◆ DESCRIPTION OF THE TASK: Please copy every line of the data in which the string "ParserOptions" appears.

◆ DATASET EXTRACT:
┌──

//! An incremental, event-driven JSON parser for streams larger than memory.
//!
//! The pipeline is four stages (spec.md §2): a buffered [`lexer`] tokenizes
//! a byte/text stream; the basic [`parser`] turns lexemes into a flat
//! [`Event`] sequence, validating JSON grammar; the [`prefix`] tagger
//! annotates each event with the dotted JSON-path of its container; and
//! [`materialize`]'s `Items`/`KvItems` fold the events under a matched path
//! back into [`Value`]s. Each stage is a pull-based iterator-like type: a
//! pipeline performs no I/O until the caller actually asks for the next
//! item.
//!
//! ```rust
//! use ijson::{items, ParserOptions};
//!
//! let input = br#"{"docs":[{"a":1},{"a":2}]}"#;
//! let mut it = items(input.as_slice(), "docs.item.a", ParserOptions::default());
//! let mut collected = Vec::new();
//! while let Some(v) = it.next_item().unwrap() {
//!     collected.push(v.to_string());
//! }
//! assert_eq!(collected, vec!["1", "2"]);
//! ```
#![no_std]
extern crate alloc;

#[cfg(any(test, feature = "std"))]
extern crate std;

mod builder;
mod error;
mod event;
mod lexer;
mod materialize;
mod number;
mod options;
mod parser;
mod prefix;
mod source;
mod value;

use alloc::string::String;

pub use builder::ObjectBuilder;
pub use error::ParserError;
pub use event::Event;
pub use lexer::{Lexeme, DEFAULT_BUF_SIZE};
pub use materialize::{Items, KvItems};
pub use number::NumberValue;
pub use options::ParserOptions;
pub use parser::Parser;
pub use prefix::{EventSource, PrefixTagger, PrefixedEvent};
pub use source::{ByteSource, TextSource};
pub use value::{Array, Map, Value};

/// Tokenizes `source` into a flat [`Event`] sequence, validating JSON
/// grammar (spec.md §6).
///
/// Construction alone performs no I/O; events are only produced as the
/// caller drives [`Parser::next_event`].
pub fn basic_parse<S: ByteSource>(source: S, options: ParserOptions) -> Parser<S> {
    Parser::with_options(source, options)
}

/// Tags every event of `source` with the dotted JSON-path of its container
/// (spec.md §6), composing [`basic_parse`] internally.
pub fn parse<S: ByteSource>(source: S, options: ParserOptions) -> PrefixTagger<Parser<S>> {
    PrefixTagger::new(basic_parse(source, options))
}

/// Tags every event of a prebuilt event sequence with the dotted JSON-path
/// of its container (spec.md §6's "or a prebuilt event sequence").
pub fn parse_events<E: EventSource>(events: E) -> PrefixTagger<E> {
    PrefixTagger::new(events)
}

/// Yields one materialized [`Value`] per occurrence of `path` in `source`
/// (spec.md §6), composing [`basic_parse`] internally.
pub fn items<S: ByteSource>(
    source: S,
    path: impl Into<String>,
    options: ParserOptions,
) -> Items<Parser<S>> {
    Items::new(basic_parse(source, options), path)
}

/// Yields one materialized [`Value`] per occurrence of `path` in a prebuilt
/// event sequence.
pub fn items_from_events<E: EventSource>(events: E, path: impl Into<String>) -> Items<E> {
    Items::new(events, path)
}

/// Yields a `(key, value)` pair for each direct child of the map matched by
/// `path` in `source` (spec.md §6), composing [`basic_parse`] internally.
///
/// If the matched sub-tree is not a map, that occurrence yields nothing.
pub fn kvitems<S: ByteSource>(
    source: S,
    path: impl Into<String>,
    options: ParserOptions,
) -> KvItems<Parser<S>> {
    KvItems::new(basic_parse(source, options), path)
}

/// Yields a `(key, value)` pair for each direct child of the map matched by
/// `path` in a prebuilt event sequence.
pub fn kvitems_from_events<E: EventSource>(events: E, path: impl Into<String>) -> KvItems<E> {
    KvItems::new(events, path)
}
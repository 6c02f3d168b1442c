//! The prefix tagger: wraps an event stream with a dotted JSON-path prefix
//! for every event (spec.md §4.3).
//!
//! The tagger maintains a frame stack in lockstep with the event stream's
//! container nesting. Each frame caches its own fully-joined path so that
//! computing a child's prefix is a single string concatenation rather than a
//! walk of the whole stack (spec.md §9, "prefix strings -> path vectors").
use alloc::string::String;

use crate::{error::ParserError, event::Event, parser::Parser, source::ByteSource};

/// A source of [`Event`]s: either the basic parser directly, or a prebuilt
/// sequence of already-parsed events (spec.md §6, `parse` accepts either).
pub trait EventSource {
    /// Returns the next event, or `None` at a clean end of the sequence.
    ///
    /// # Errors
    ///
    /// Propagates whatever error the underlying sequence failed with.
    fn next_event(&mut self) -> Result<Option<Event>, ParserError>;
}

impl<S: ByteSource> EventSource for Parser<S> {
    fn next_event(&mut self) -> Result<Option<Event>, ParserError> {
        Parser::next_event(self)
    }
}

impl<I: Iterator<Item = Result<Event, ParserError>>> EventSource for I {
    fn next_event(&mut self) -> Result<Option<Event>, ParserError> {
        self.next().transpose()
    }
}

/// One event paired with the dotted JSON-path of its container (spec.md §3,
/// "Prefixed event").
#[derive(Debug, Clone, PartialEq)]
pub struct PrefixedEvent {
    /// The dotted path to the event's container. Array elements contribute
    /// the literal segment `item`; the root prefix is the empty string.
    pub prefix: String,
    /// The underlying event.
    pub event: Event,
}

enum FrameKind {
    Map,
    Array,
}

struct Frame {
    kind: FrameKind,
    own_path: String,
}

fn join(current: &str, label: &str) -> String {
    if current.is_empty() {
        String::from(label)
    } else {
        let mut s = String::with_capacity(current.len() + 1 + label.len());
        s.push_str(current);
        s.push('.');
        s.push_str(label);
        s
    }
}

/// Tags every event from an [`EventSource`] with its container's dotted
/// path (spec.md §4.3).
pub struct PrefixTagger<E> {
    inner: E,
    frames: alloc::vec::Vec<Frame>,
    pending_key: Option<String>,
}

impl<E: EventSource> PrefixTagger<E> {
    /// Wraps `inner`, tagging every event it produces.
    pub fn new(inner: E) -> Self {
        Self {
            inner,
            frames: alloc::vec::Vec::new(),
            pending_key: None,
        }
    }

    fn container_prefix(&self) -> &str {
        self.frames.last().map_or("", |f| f.own_path.as_str())
    }

    /// Computes the prefix for a value nested directly inside the current
    /// top frame (the frame's own path joined with its key or `item`), or
    /// the empty root prefix if there is no open frame.
    fn child_prefix(&mut self) -> String {
        match self.frames.last() {
            None => String::new(),
            Some(f) => match f.kind {
                FrameKind::Array => join(&f.own_path, "item"),
                FrameKind::Map => {
                    let key = self
                        .pending_key
                        .take()
                        .expect("every map value is preceded by a map_key event");
                    join(&f.own_path, &key)
                }
            },
        }
    }

    /// Returns the next prefixed event, or `None` at a clean end of input.
    ///
    /// # Errors
    ///
    /// Propagates any error from the underlying event source.
    pub fn next_prefixed(&mut self) -> Result<Option<PrefixedEvent>, ParserError> {
        let Some(event) = self.inner.next_event()? else {
            return Ok(None);
        };
        let prefixed = match event {
            Event::StartMap | Event::StartArray => {
                let prefix = self.child_prefix();
                let kind = if matches!(event, Event::StartMap) {
                    FrameKind::Map
                } else {
                    FrameKind::Array
                };
                self.frames.push(Frame {
                    kind,
                    own_path: prefix.clone(),
                });
                PrefixedEvent { prefix, event }
            }
            Event::MapKey(ref k) => {
                let prefix = self.container_prefix().to_string();
                self.pending_key = Some(k.clone());
                PrefixedEvent { prefix, event }
            }
            Event::EndMap | Event::EndArray => {
                let prefix = self.container_prefix().to_string();
                self.frames.pop();
                PrefixedEvent { prefix, event }
            }
            Event::Null | Event::Boolean(_) | Event::Number(_) | Event::String(_) => {
                let prefix = self.child_prefix();
                PrefixedEvent { prefix, event }
            }
        };
        Ok(Some(prefixed))
    }
}
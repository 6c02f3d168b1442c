//! The basic event parser: a pushdown automaton over the lexeme stream
//! (spec.md §4.2).
//!
//! `Parser` owns a [`Lexer`] and yields one [`Event`] per call to
//! [`Parser::next_event`]. It never reads further ahead than the lexer needs
//! to classify the next lexeme, so constructing a parser and never driving it
//! performs no I/O (spec.md §4.2, "laziness contract").
use alloc::{format, string::String, vec::Vec};

use crate::{
    error::ParserError,
    event::Event,
    lexer::{Lexeme, Lexer},
    number::NumberValue,
    options::ParserOptions,
    source::ByteSource,
};

#[derive(Debug, Clone, Copy, PartialEq, Eq)]
enum Container {
    Map,
    Array,
}

#[derive(Debug, Clone, Copy, PartialEq, Eq)]
enum State {
    ExpectValue,
    ExpectKey,
    ExpectColon,
    ExpectCommaOrEnd,
    Done,
}

/// Parses a lexeme stream into JSON events, validating grammar (spec.md
/// §4.2).
pub struct Parser<S> {
    lexer: Lexer<S>,
    stack: Vec<Container>,
    state: State,
    /// `true` for the single lexeme immediately following a `[`, permitting
    /// an immediate `]` to close an empty array (spec.md §4.2, "the first
    /// post-`[` decision").
    array_just_opened: bool,
    multiple_values: bool,
    any_value_completed: bool,
    poisoned: bool,
}

impl<S: ByteSource> Parser<S> {
    /// Creates a parser over `source` with the default lexer buffer size.
    pub fn new(source: S, multiple_values: bool) -> Self {
        Self::with_buf_size(source, crate::lexer::DEFAULT_BUF_SIZE, multiple_values)
    }

    /// Creates a parser over `source`, requesting at most `buf_size` bytes
    /// per underlying read (spec.md §4.1, testability of small buffer sizes).
    pub fn with_buf_size(source: S, buf_size: usize, multiple_values: bool) -> Self {
        Self {
            lexer: Lexer::with_buf_size(source, buf_size),
            stack: Vec::new(),
            state: State::ExpectValue,
            array_just_opened: false,
            multiple_values,
            any_value_completed: false,
            poisoned: false,
        }
    }

    /// Creates a parser over `source` configured by `options` (spec.md §6).
    pub fn with_options(source: S, options: ParserOptions) -> Self {
        let lexer = Lexer::with_buf_size(source, options.buf_size)
            .with_unicode_whitespace(options.allow_unicode_whitespace);
        Self {
            lexer,
            stack: Vec::new(),
            state: State::ExpectValue,
            array_just_opened: false,
            multiple_values: options.multiple_values,
            any_value_completed: false,
            poisoned: false,
        }
    }

    /// Returns the next event, or `None` at a clean end of input.
    ///
    /// # Errors
    ///
    /// Returns [`ParserError::IncompleteInput`] for input that ends mid-token
    /// or mid-structure, and [`ParserError::InvalidJson`] for any grammar
    /// violation. Once an error is returned, every subsequent call returns
    /// `Ok(None)`.
    pub fn next_event(&mut self) -> Result<Option<Event>, ParserError> {
        if self.poisoned {
            return Ok(None);
        }
        let result = match self.step() {
            Ok(v) => Ok(v),
            Err(e) => {
                self.poisoned = true;
                Err(e)
            }
        };
        #[cfg(any(test, feature = "fuzzing"))]
        self.assert_invariants();
        result
    }

    /// Checks that `state` and `stack` agree on what kind of container (if
    /// any) is currently open (spec.md §3: "prefix stack depth equals event
    /// stack depth at every point"). Cheap enough to run on every event under
    /// `test`/`fuzzing` builds but skipped in ordinary release builds.
    #[cfg(any(test, feature = "fuzzing"))]
    fn assert_invariants(&self) {
        match self.state {
            State::Done => assert!(
                self.stack.is_empty(),
                "Internal error: Done state with a non-empty container stack"
            ),
            State::ExpectKey | State::ExpectColon => assert_eq!(
                self.stack.last(),
                Some(&Container::Map),
                "Internal error: {:?} state outside an open map",
                self.state
            ),
            State::ExpectValue | State::ExpectCommaOrEnd => {}
        }
        if self.array_just_opened {
            assert_eq!(
                self.stack.last(),
                Some(&Container::Array),
                "Internal error: array_just_opened set outside an open array"
            );
        }
    }

    fn value_completed(&mut self) -> State {
        self.any_value_completed = true;
        if self.stack.is_empty() {
            if self.multiple_values {
                State::ExpectValue
            } else {
                State::Done
            }
        } else {
            State::ExpectCommaOrEnd
        }
    }

    #[allow(clippy::too_many_lines)]
    fn step(&mut self) -> Result<Option<Event>, ParserError> {
        loop {
            let next = self.lexer.next_lexeme()?;
            let Some((pos, lexeme)) = next else {
                return if self.state == State::Done
                    || (self.state == State::ExpectValue
                        && self.stack.is_empty()
                        && self.any_value_completed
                        && self.multiple_values)
                {
                    Ok(None)
                } else {
                    Err(ParserError::incomplete(
                        self.lexer.position(),
                        "unexpected end of input",
                    ))
                };
            };

            match self.state {
                State::ExpectValue => {
                    let was_just_opened = self.array_just_opened;
                    self.array_just_opened = false;
                    if was_just_opened
                        && self.stack.last() == Some(&Container::Array)
                        && lexeme == Lexeme::Punctuator(b']')
                    {
                        self.stack.pop();
                        self.state = self.value_completed();
                        return Ok(Some(Event::EndArray));
                    }
                    match lexeme {
                        Lexeme::Punctuator(b'{') => {
                            self.stack.push(Container::Map);
                            self.state = State::ExpectKey;
                            return Ok(Some(Event::StartMap));
                        }
                        Lexeme::Punctuator(b'[') => {
                            self.stack.push(Container::Array);
                            self.array_just_opened = true;
                            self.state = State::ExpectValue;
                            return Ok(Some(Event::StartArray));
                        }
                        Lexeme::True => {
                            self.state = self.value_completed();
                            return Ok(Some(Event::Boolean(true)));
                        }
                        Lexeme::False => {
                            self.state = self.value_completed();
                            return Ok(Some(Event::Boolean(false)));
                        }
                        Lexeme::Null => {
                            self.state = self.value_completed();
                            return Ok(Some(Event::Null));
                        }
                        Lexeme::Number(text) => {
                            let n = NumberValue::parse(&text).ok_or_else(|| {
                                ParserError::invalid(pos, format!("malformed number {text:?}"))
                            })?;
                            self.state = self.value_completed();
                            return Ok(Some(Event::Number(n)));
                        }
                        Lexeme::String(raw) => {
                            let s = decode_string(&raw, pos)?;
                            self.state = self.value_completed();
                            return Ok(Some(Event::String(s)));
                        }
                        other => {
                            return Err(ParserError::invalid(
                                pos,
                                format!("expected a value, found {other:?}"),
                            ));
                        }
                    }
                }
                State::ExpectKey => match lexeme {
                    Lexeme::Punctuator(b'}') => {
                        self.stack.pop();
                        self.state = self.value_completed();
                        return Ok(Some(Event::EndMap));
                    }
                    Lexeme::String(raw) => {
                        let key = decode_string(&raw, pos)?;
                        self.state = State::ExpectColon;
                        return Ok(Some(Event::MapKey(key)));
                    }
                    other => {
                        return Err(ParserError::invalid(
                            pos,
                            format!("expected an object key or '}}', found {other:?}"),
                        ));
                    }
                },
                State::ExpectColon => match lexeme {
                    Lexeme::Punctuator(b':') => {
                        self.state = State::ExpectValue;
                    }
                    other => {
                        return Err(ParserError::invalid(
                            pos,
                            format!("expected ':', found {other:?}"),
                        ));
                    }
                },
                State::ExpectCommaOrEnd => match (self.stack.last(), &lexeme) {
                    (Some(Container::Map), Lexeme::Punctuator(b',')) => {
                        self.state = State::ExpectKey;
                    }
                    (Some(Container::Array), Lexeme::Punctuator(b',')) => {
                        self.state = State::ExpectValue;
                    }
                    (Some(Container::Map), Lexeme::Punctuator(b'}')) => {
                        self.stack.pop();
                        self.state = self.value_completed();
                        return Ok(Some(Event::EndMap));
                    }
                    (Some(Container::Array), Lexeme::Punctuator(b']')) => {
                        self.stack.pop();
                        self.state = self.value_completed();
                        return Ok(Some(Event::EndArray));
                    }
                    (_, other) => {
                        return Err(ParserError::invalid(
                            pos,
                            format!("expected ',' or a closing bracket, found {other:?}"),
                        ));
                    }
                },
                State::Done => {
                    return Err(ParserError::invalid(
                        pos,
                        format!("trailing data after top-level value: {lexeme:?}"),
                    ));
                }
            }
        }
    }
}

/// Decodes backslash escapes in a raw (still-escaped) string lexeme,
/// combining UTF-16 surrogate pairs into their code point (spec.md §4.2).
fn decode_string(raw: &str, lexeme_pos: usize) -> Result<String, ParserError> {
    let mut out = String::with_capacity(raw.len());
    let mut chars = raw.chars().peekable();
    while let Some(c) = chars.next() {
        if c != '\\' {
            out.push(c);
            continue;
        }
        let esc = chars
            .next()
            .ok_or_else(|| ParserError::invalid(lexeme_pos, "dangling escape in string lexeme"))?;
        match esc {
            '"' => out.push('"'),
            '\\' => out.push('\\'),
            '/' => out.push('/'),
            'b' => out.push('\u{08}'),
            'f' => out.push('\u{0C}'),
            'n' => out.push('\n'),
            'r' => out.push('\r'),
            't' => out.push('\t'),
            'u' => {
                let first = read_hex4(&mut chars, lexeme_pos)?;
                if (0xD800..=0xDBFF).contains(&first) {
                    // High surrogate: must be immediately followed by \uYYYY
                    // low surrogate (spec.md §9 Open Questions: unpaired
                    // surrogates fail strictly).
                    if chars.next() != Some('\\') || chars.next() != Some('u') {
                        return Err(ParserError::invalid(
                            lexeme_pos,
                            "unpaired high surrogate in string",
                        ));
                    }
                    let second = read_hex4(&mut chars, lexeme_pos)?;
                    if !(0xDC00..=0xDFFF).contains(&second) {
                        return Err(ParserError::invalid(
                            lexeme_pos,
                            "high surrogate not followed by a low surrogate",
                        ));
                    }
                    let combined = 0x10000
                        + (u32::from(first) - 0xD800) * 0x400
                        + (u32::from(second) - 0xDC00);
                    let ch = char::from_u32(combined)
                        .ok_or_else(|| ParserError::invalid(lexeme_pos, "invalid surrogate pair"))?;
                    out.push(ch);
                } else if (0xDC00..=0xDFFF).contains(&first) {
                    return Err(ParserError::invalid(
                        lexeme_pos,
                        "unpaired low surrogate in string",
                    ));
                } else {
                    let ch = char::from_u32(u32::from(first))
                        .ok_or_else(|| ParserError::invalid(lexeme_pos, "invalid unicode escape"))?;
                    out.push(ch);
                }
            }
            other => {
                return Err(ParserError::invalid(
                    lexeme_pos,
                    format!("invalid escape sequence \\{other}"),
                ));
            }
        }
    }
    Ok(out)
}

fn read_hex4(
    chars: &mut core::iter::Peekable<core::str::Chars<'_>>,
    lexeme_pos: usize,
) -> Result<u16, ParserError> {
    let mut v: u16 = 0;
    for _ in 0..4 {
        let h = chars
            .next()
            .ok_or_else(|| ParserError::invalid(lexeme_pos, "truncated unicode escape"))?;
        let digit = h
            .to_digit(16)
            .ok_or_else(|| ParserError::invalid(lexeme_pos, "invalid unicode escape digit"))?;
        v = v * 16 + u16::try_from(digit).expect("hex digit fits in u16");
    }
    Ok(v)
}
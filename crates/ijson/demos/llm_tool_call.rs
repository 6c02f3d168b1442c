//! Demonstrates reacting to content-moderation feedback as soon as it
//! arrives, while a tool-call response from an LLM is still streaming in.
//!
//! The assistant's response is a JSON object describing a generated code
//! snippet, with a `moderation` field placed first so a backend can decide
//! whether to keep reading before the (potentially large) `code` field even
//! arrives:
//!
//! ```text
//! {
//!   "moderation": { "decision": "allow" | "block", "reason": string | null },
//!   "filename":   string,
//!   "language":   string,
//!   "code":       string
//! }
//! ```
//!
//! The example below feeds the document to the parser in small, irregular
//! chunks to mirror how a chat-completions API delivers partial tokens, and
//! uses [`ijson::kvitems`] to pull `moderation`'s fields out the moment that
//! sub-object closes — well before the rest of the document has arrived.
//!
//! Run with
//!
//! ```bash
//! cargo run -p ijson --example llm_tool_call
//! ```
#![allow(clippy::needless_raw_string_hashes)]

use ijson::{kvitems, ByteSource, ParserError, ParserOptions, Value};

/// Feeds a fixed sequence of byte chunks to the parser one at a time,
/// simulating a socket that only ever has a little data available per read.
struct ChunkedSource {
    chunks: std::vec::IntoIter<&'static [u8]>,
}

impl ByteSource for ChunkedSource {
    fn read(&mut self, buf: &mut [u8]) -> Result<usize, ParserError> {
        let Some(chunk) = self.chunks.next() else {
            return Ok(0);
        };
        buf[..chunk.len()].copy_from_slice(chunk);
        Ok(chunk.len())
    }
}

fn main() {
    // A *toy* assistant response, streamed in ten tiny chunks. In real life
    // this would arrive from the network one small read at a time.
    let simulated_stream: [&[u8]; 10] = [
        br#"{"moderation":{"decision":"al"#,
        br#"lo"#,
        br#"w","reason":null},"#,
        br#""filename":"example.rs","#,
        br#""language":"rust","#,
        br#""code":"fn main() {\n"#,
        br#"    println!(\""#,
        br#"Hello"#,
        br#", world!\");\n"#,
        br#"}\n"}"#,
    ];

    let source = ChunkedSource {
        chunks: simulated_stream.into_iter(),
    };
    let mut moderation = kvitems(source, "moderation", ParserOptions::default());

    loop {
        match moderation.next_kv() {
            Ok(Some((key, value))) => {
                if key == "decision" {
                    if value == Value::String("block".into()) {
                        eprintln!("moderation blocked the content, aborting before `code` arrives");
                        return;
                    }
                    println!("moderation decision: {value}");
                }
            }
            Ok(None) => break,
            Err(e) if e.is_incomplete() => {
                // The simulated stream ended; a real socket source would
                // instead wait for more bytes before retrying.
                break;
            }
            Err(e) => panic!("parse error: {e}"),
        }
    }
}

#[cfg(test)]
mod tests {
    use super::*;

    #[test]
    fn extracts_moderation_before_code_arrives() {
        let source = ChunkedSource {
            chunks: vec![
                br#"{"moderation":{"decision":"allow","reason":null},"#.as_slice(),
                br#""code":"whatever""#.as_slice(),
                br#"}"#.as_slice(),
            ]
            .into_iter(),
        };
        let mut it = kvitems(source, "moderation", ParserOptions::default());
        let mut out = Vec::new();
        while let Some(kv) = it.next_kv().unwrap() {
            out.push(kv);
        }
        assert_eq!(
            out,
            vec![
                ("decision".to_string(), Value::String("allow".into())),
                ("reason".to_string(), Value::Null),
            ]
        );
    }
}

└──

◆ ANSWER:
//! use ijson::{items, ParserOptions};
//! let mut it = items(input.as_slice(), "docs.item.a", ParserOptions::default());
pub use options::ParserOptions;
pub fn basic_parse<S: ByteSource>(source: S, options: ParserOptions) -> Parser<S> {
pub fn parse<S: ByteSource>(source: S, options: ParserOptions) -> PrefixTagger<Parser<S>> {
    options: ParserOptions,
    options: ParserOptions,
    options::ParserOptions,
    pub fn with_options(source: S, options: ParserOptions) -> Self {
use ijson::{kvitems, ByteSource, ParserError, ParserOptions, Value};
    let mut moderation = kvitems(source, "moderation", ParserOptions::default());
        let mut it = kvitems(source, "moderation", ParserOptions::default());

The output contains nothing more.